Le gouverneur de Damas, et ceux qui l’accompagnaient, rencontrèrent, en revenant à la ville, Attaf qui allait faire ses adieux au premier visir. On se salua de part et d’autre, et le gouverneur dit à Attaf : « Nous venons de reconduire le premier visir, et vous ne faites que de sortir. » « Je ne croyais pas, répondit Attaf, qu’il dût partir aussi promptement. Quand j’ai su qu’il était monté à cheval, j’ai rassemblé quelques-uns de mes gens, et je vais pour le joindre. » « En vous hâtant, vous le trouverez encore, reprit le gouverneur, près de Cobbal alasafir. »
Attaf fit faire diligence à sa petite troupe, et joignit bientôt Giafar. Il descendit de cheval, s’approcha du premier visir, et lui dit : « Je rends grâce à Dieu qui a rendu le calme et la joie à votre âme en vous donnant l’objet de vos désirs. »
« Mon cher Attaf, répondit Giafar, c’est à toi que je dois mon bonheur : j’espère reconnoître bientôt le service important que tu m’as rendu. Je ne t’ai causé, jusqu’ici, que trop de peines et d’embarras ; retourne sur tes pas, je ne veux pas que tu passes une nuit hors de ton palais. » Attaf, craignant de se rendre importun, ou de désobliger le premier visir en l’accompagnant plus loin, lui souhaita un heureux voyage, et reprit le chemin de Damas.
Cependant les ennemis qu’Attaf avait auprès du gouverneur, cherchèrent à profiter de la circonstance pour le perdre. « Savez-vous, dit l’un d’eux nommé Hassan, à Abdalmalek, pourquoi Attaf est parti si tard pour aller faire ses adieux au grand visir ? » « Pourquoi, répondit le gouverneur ? » « C’est, reprit Hassan, pour se trouver seul avec lui, et pouvoir l’entretenir plus librement ; car le grand visir a passé chez lui plusieurs mois incognito. C’est peut-être aussi pour voir encore une fois sa femme, qu’Attaf se rend après vous auprès de Giafar. »
« De quelle femme voulez-vous parler, dit le gouverneur ? » « De la femme d’Attaf, reprit Hassan ; de cette jeune femme qu’il a répudiée pour la donner au grand visir. » « Comment, dit le gouverneur, seroit-ce la belle Zalica, la plus jeune des femmes d’Attaf, celle qu’il aimoit plus que toutes les autres ? » « C’est elle-même, reprit Hassan : cette séparation a dû coûter à Attaf ; mais que ne fait-on pas pour satisfaire son ambition ! Il espère que le grand visir, pour prix de cette complaisance, lui fera donner le gouvernement de Damas. »
Ces discours perfides produisirent sur l’esprit du gouverneur de Damas l’effet qu’attendaient les ennemis d’Attaf. Il conçut une violente jalousie contre lui, et résolut de s’en défaire sur-le-champ. Dans ce dessein, il fit cacher, pendant la nuit, dans le jardin d’Attaf, le corps d’un homme qui venoit d’être assassiné. Le lendemain, après quelques perquisitions, faites seulement pour la forme, dans divers endroits, on entra chez Attaf.

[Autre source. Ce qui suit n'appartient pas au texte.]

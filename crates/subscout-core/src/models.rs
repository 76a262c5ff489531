//! Domain models for subscout

use std::collections::BTreeMap;

use chrono::{DateTime, NaiveDate, Utc};
use serde::{Deserialize, Serialize};

/// A raw mail item as fetched from the mailbox
#[derive(Debug, Clone, Serialize, Deserialize)]
pub struct Message {
    /// Opaque mailbox identifier (IMAP UID rendered as a string)
    pub id: String,
    pub sender: String,
    pub subject: String,
    /// Parsed `Date` header, if present and well-formed
    pub date: Option<DateTime<Utc>>,
    /// Plain-text body (already converted from HTML when needed)
    pub body: String,
}

/// Kind of recurring service a transaction belongs to
#[derive(Debug, Clone, Copy, PartialEq, Eq, Hash, Serialize, Deserialize)]
#[serde(rename_all = "snake_case")]
pub enum SubscriptionType {
    Streaming,
    Music,
    Saas,
    FoodDelivery,
    Telecom,
    CloudPlatform,
    Other,
}

impl SubscriptionType {
    pub fn as_str(&self) -> &'static str {
        match self {
            Self::Streaming => "streaming",
            Self::Music => "music",
            Self::Saas => "saas",
            Self::FoodDelivery => "food_delivery",
            Self::Telecom => "telecom",
            Self::CloudPlatform => "cloud_platform",
            Self::Other => "other",
        }
    }
}

impl std::str::FromStr for SubscriptionType {
    type Err = String;

    fn from_str(s: &str) -> std::result::Result<Self, Self::Err> {
        let normalized = s.trim().to_lowercase().replace([' ', '-'], "_");
        match normalized.as_str() {
            "streaming" | "video" | "video_streaming" => Ok(Self::Streaming),
            "music" | "music_streaming" => Ok(Self::Music),
            "saas" | "software" => Ok(Self::Saas),
            "food_delivery" | "food" => Ok(Self::FoodDelivery),
            "telecom" | "mobile" => Ok(Self::Telecom),
            "cloud_platform" | "cloud" => Ok(Self::CloudPlatform),
            "other" => Ok(Self::Other),
            _ => Err(format!("Unknown subscription type: {}", s)),
        }
    }
}

impl std::fmt::Display for SubscriptionType {
    fn fmt(&self, f: &mut std::fmt::Formatter<'_>) -> std::fmt::Result {
        write!(f, "{}", self.as_str())
    }
}

/// Subscription billing cycle
#[derive(Debug, Clone, Copy, PartialEq, Eq, Hash, Serialize, Deserialize)]
#[serde(rename_all = "lowercase")]
pub enum BillingCycle {
    Monthly,
    Quarterly,
    Yearly,
}

impl BillingCycle {
    pub fn as_str(&self) -> &'static str {
        match self {
            Self::Monthly => "monthly",
            Self::Quarterly => "quarterly",
            Self::Yearly => "yearly",
        }
    }

    /// Capitalized label used in summaries and exports
    pub fn label(&self) -> &'static str {
        match self {
            Self::Monthly => "Monthly",
            Self::Quarterly => "Quarterly",
            Self::Yearly => "Yearly",
        }
    }

    /// Number of months one billing period covers
    pub fn months(&self) -> f64 {
        match self {
            Self::Monthly => 1.0,
            Self::Quarterly => 3.0,
            Self::Yearly => 12.0,
        }
    }
}

impl std::str::FromStr for BillingCycle {
    type Err = String;

    fn from_str(s: &str) -> std::result::Result<Self, Self::Err> {
        match s.trim().to_lowercase().as_str() {
            "monthly" | "month" | "mo" => Ok(Self::Monthly),
            "quarterly" | "quarter" => Ok(Self::Quarterly),
            "yearly" | "year" | "annual" | "annually" => Ok(Self::Yearly),
            _ => Err(format!("Unknown billing cycle: {}", s)),
        }
    }
}

impl std::fmt::Display for BillingCycle {
    fn fmt(&self, f: &mut std::fmt::Formatter<'_>) -> std::fmt::Result {
        write!(f, "{}", self.label())
    }
}

/// Billing interval inferred from the spacing of repeated charges
#[derive(Debug, Clone, Copy, PartialEq, Eq)]
pub enum Cadence {
    Monthly,
    Quarterly,
    Yearly,
    Irregular,
}

impl Cadence {
    /// Map an average gap between charges to a cadence.
    ///
    /// Windows: 25-35 days monthly, 85-95 quarterly, 360-370 yearly.
    pub fn from_average_days(days: f64) -> Self {
        if (25.0..=35.0).contains(&days) {
            Self::Monthly
        } else if (85.0..=95.0).contains(&days) {
            Self::Quarterly
        } else if (360.0..=370.0).contains(&days) {
            Self::Yearly
        } else {
            Self::Irregular
        }
    }

    pub fn billing_cycle(&self) -> Option<BillingCycle> {
        match self {
            Self::Monthly => Some(BillingCycle::Monthly),
            Self::Quarterly => Some(BillingCycle::Quarterly),
            Self::Yearly => Some(BillingCycle::Yearly),
            Self::Irregular => None,
        }
    }
}

/// Which classification stage produced a transaction
#[derive(Debug, Clone, Copy, PartialEq, Eq, Serialize, Deserialize, Default)]
#[serde(rename_all = "lowercase")]
pub enum ClassificationSource {
    Ai,
    #[default]
    Heuristic,
}

/// Classification result for one message
#[derive(Debug, Clone, Serialize, Deserialize)]
pub struct Transaction {
    pub message_id: String,
    /// Date of the source message
    pub date: Option<NaiveDate>,
    /// Subject line of the source message
    pub description: String,
    /// Positive amount below the configured ceiling, or None when not found
    pub amount: Option<f64>,
    pub merchant: String,
    pub category: String,
    /// Display color for the category (`#RRGGBB`)
    pub color: String,
    /// 0-100
    pub confidence: u8,
    pub bank: String,
    pub is_subscription: bool,
    pub subscription_type: Option<SubscriptionType>,
    pub billing_cycle: Option<BillingCycle>,
    pub service_logo: Option<String>,
    pub is_trial: bool,
    pub trial_reason: Option<String>,
    #[serde(default)]
    pub source: ClassificationSource,
}

/// Subscription status
#[derive(Debug, Clone, Copy, PartialEq, Eq, Serialize, Deserialize)]
#[serde(rename_all = "lowercase")]
pub enum SubscriptionStatus {
    Active,
    Trial,
    Inactive,
}

impl SubscriptionStatus {
    pub fn as_str(&self) -> &'static str {
        match self {
            Self::Active => "active",
            Self::Trial => "trial",
            Self::Inactive => "inactive",
        }
    }

    /// Whether the subscription still costs money
    pub fn is_billable(&self) -> bool {
        matches!(self, Self::Active | Self::Trial)
    }
}

impl std::str::FromStr for SubscriptionStatus {
    type Err = String;

    fn from_str(s: &str) -> std::result::Result<Self, Self::Err> {
        match s.trim().to_lowercase().as_str() {
            "active" => Ok(Self::Active),
            "trial" => Ok(Self::Trial),
            "inactive" | "cancelled" => Ok(Self::Inactive),
            _ => Err(format!("Unknown subscription status: {}", s)),
        }
    }
}

impl std::fmt::Display for SubscriptionStatus {
    fn fmt(&self, f: &mut std::fmt::Formatter<'_>) -> std::fmt::Result {
        write!(f, "{}", self.as_str())
    }
}

/// A detected or manually declared recurring payment
#[derive(Debug, Clone, PartialEq, Serialize, Deserialize)]
pub struct Subscription {
    pub id: String,
    pub service_name: String,
    pub category: String,
    pub color: String,
    pub service_logo: Option<String>,
    pub amount: f64,
    pub billing_cycle: BillingCycle,
    pub start_date: NaiveDate,
    pub last_payment: NaiveDate,
    pub status: SubscriptionStatus,
    pub is_trial: bool,
    pub trial_reason: Option<String>,
    pub auto_detected: bool,
    /// 0-100
    pub confidence: u8,
    pub transaction_count: u32,
    pub bank: String,
}

/// Input for a manually declared subscription
#[derive(Debug, Clone, Default, Serialize, Deserialize)]
pub struct NewSubscription {
    pub service_name: String,
    pub amount: f64,
    pub billing_cycle: Option<BillingCycle>,
    pub start_date: Option<NaiveDate>,
    pub last_payment: Option<NaiveDate>,
    pub category: Option<String>,
    pub service_logo: Option<String>,
    pub color: Option<String>,
    pub bank: Option<String>,
}

/// Partial update for a ledger record; `None` leaves the field untouched
#[derive(Debug, Clone, Default, Serialize, Deserialize)]
pub struct SubscriptionPatch {
    pub service_name: Option<String>,
    pub amount: Option<f64>,
    pub category: Option<String>,
    pub billing_cycle: Option<BillingCycle>,
    pub status: Option<SubscriptionStatus>,
    pub last_payment: Option<NaiveDate>,
    pub bank: Option<String>,
}

/// Spend aggregates over billable (Active + Trial) subscriptions
#[derive(Debug, Clone, Default, PartialEq, Serialize, Deserialize)]
pub struct AggregateMetrics {
    pub total_monthly: f64,
    pub total_yearly: f64,
    /// `total_monthly` times the calendar months left in the year, current month included
    pub remaining_year_projection: f64,
    pub months_remaining: u32,
    pub by_service: BTreeMap<String, f64>,
    pub by_category: BTreeMap<String, f64>,
    pub active_count: usize,
    pub trial_count: usize,
    pub inactive_count: usize,
}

L’officier de police, chargé de cette commission, était instruit de tout et dévoué au gouverneur. Le cadavre fut bientôt trouvé. On se saisit de la personne d’Attaf, on l’amena devant Abdalmalek. Il feignit le plus grand étonnement en voyant paraître Attaf conduit par l’officier de police, et parut fort attentif au rapport que lui fit cet officier.
« Savez-vous, dit ensuite Abdalmalek à Attaf, qui a tué l’homme dont on a trouvé le corps dans votre jardin ? » « C’est moi qui l’ai tué, répondit Attaf. » « Que vous avait-il fait, continua le gouverneur, et pourquoi l’avez vous tué ? » « Seigneur, reprit Attaf, il est inutile de me faire ces questions. Si je me reconnais coupable de ce meurtre, vous devez penser que c’est pour payer seul l’amende, empêcher que mes voisins ne soient inquiétés et obligés d’en payer une partie. »
« Je ne me contente pas, reprit vivement le gouverneur, de punir le meurtre par une simple amende. Je prétends suivre exactement la loi, et juger selon ce précepte divin [8] : « Âme pour âme. »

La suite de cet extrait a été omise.